Time for a Mercy Killing

Unfortunately, reports of the monorail's demise are greatly exaggerated.

And all men kill the thing they love, By all let this be heard, Some do it with a bitter look, Some with a flattering word, The coward does it with a kiss, The brave man with a sword!

—Oscar Wilde, “The Ballad of Reading Gaol”

The monorail has become the Terri Schiavo of Seattle civic projects. A board of largely unelected stewards is brain-dead from Kool-Aid consumption. The project is sustained with a feeding tube of tax dollars that are, well, going down the tube. The monorail cannot be built within budget without modifications that make it even less tenable, nor will it be able to perform as promised. Luckily, unlike other regional boondoggles, the monorail measure city voters approved in 2002 essentially left us with a kind of living will, a pledge that the project would rather die than fail to live up to grand expectations. Even the originator of the monorail dream, Dick Falkenbury, has said death is preferable to building a seriously flawed project.

It’s time for the political leaders to step forward, stop hiding, and tell Seattle the truth: The best option for the city is a mercy killing.

Last week, Seattle Mayor Greg Nickels took a step in that direction with a letter that seemed to deliver the coup de grâce to a project he had doggedly supported until recently. Nickels asked the Seattle Monorail Project (SMP) board to decide by Sept. 15 whether to ask voters in November to approve changes to the plan that might salvage the troubled line. Without voter involvement in November, Nickels effectively said, the city would bring the project to a standstill, presumably by refusing to issue permits to build the Green Line from Ballard to West Seattle.

Nickels’ big-stick deadline was deemed by some as a death sentence because, first of all, it puts SMP on a very fast track to sort out revenue, design, financing, the contract, management, and schedule problems. Moreover, the agency has not yet replaced executive director Joel Horn, who quit in July. Nickels is bulling ahead in part because he and local business leaders fear public anger over the monorail fiasco will shape opinion about other transportation projects, giving ammo to the enemies of a new gas tax that will help fund replacement of the Alaskan Way Viaduct and the Highway 520 floating bridge. (See “‘Queen Christine’ and the Tax Revolt“)

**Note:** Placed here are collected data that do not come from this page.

//! 协议错误类型定义

/// 协议通信错误
#[derive(Debug, thiserror::Error)]
pub enum ProtocolError {
    /// 连接错误
    #[error("connection error: {0}")]
    Connection(String),

    /// IO 错误
    #[error("io error: {0}")]
    Io(#[from] std::io::Error),

    /// 无法解析的命令
    #[error("malformed command: {0}")]
    Malformed(String),

    /// 配置解析错误
    #[error("config parse error: {0}")]
    ConfigParse(String),

    /// 超时错误
    #[error("timeout: {0}")]
    Timeout(String),
}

Second, Nickels senses that public opinion has turned. A poll conducted for the Seattle Downtown Association by respected political pollster Peter Hart revealed that in transit-embracing and tax-friendly Seattle, only 20 percent of voters named the monorail as a top priority, 60 percent expressed negative feelings toward it, and 63 percent said they had little or no confidence in the board overseeing it. Fifty-six percent said they would likely vote against the project, even if it’s revamped. Hart said the numbers showed that a monorail ballot measure would face an “exceptionally uphill fight” and that the voters “want to cut their losses.”

Third, the public officials who have cowered as the People’s Boondoggle has chugged along now hope to use Nickels’ move as cover. Instead of killing the monorail themselves, they can let Nickels— certain of re-election—take the heat. In conversations we had with City Council candidates last week, they were beginning to speak of the monorail in the past tense, even before any ballot measure had been crafted, let alone voted on. What they were saying, in effect, was, “There’s no need for me to stand up and kill the monorail because it is already dead.”

But it ain’t dead. For one thing, Nickels can’t force the independent monorail board to do anything. He and the City Council can halt the project, but he can’t prevent it from collecting taxes, spending money, or plotting its eventual resuscitation. The monorail board has the authority to kill the project, but it is stacked with true believers. The Legislature could vote SMP out of existence, but lawmakers representing Seattle are divided. The public could kill it at the polls, but only if the project offers up a live-or-die ballot proposition. The board is unlikely to do that, and the “recall” provision sets a high bar.

The two incumbent elected board members, Cleve Stockmeyer and Cindi Laws, who are running for re-election, told the Seattle Weekly editorial board on Monday, Aug. 15, that they stand ready to “take on” Greg Nickels if he tries to force their hand (See “‘Joel Horn Lied to Us‘”). Stockmeyer believes that current negative opinion about the monorail is “mob hysteria” and that the project’s sole bidder, Cascadia Monorail, will shortly release poll results showing that a majority of Seattleites would support a modified project. Laws claims she’s not even sure that Nickels is trying to kill the project, suggesting that he and Machiavellian Deputy Mayor Tim Ceis are simply delivering a wake-up call.

Is it possible to wake up this comatose patient? I don’t think so.

Although Nickels is ratcheting up the pressure, it’s not enough. It’s time for him and other Seattle leaders to realize that no one else is going to do the dirty deed. It’s time for Nickels, the City Council, Seattle legislators, and the voters to stop kissing the monorail to death. It’s time to use the “brave man’s” sword and be done with it.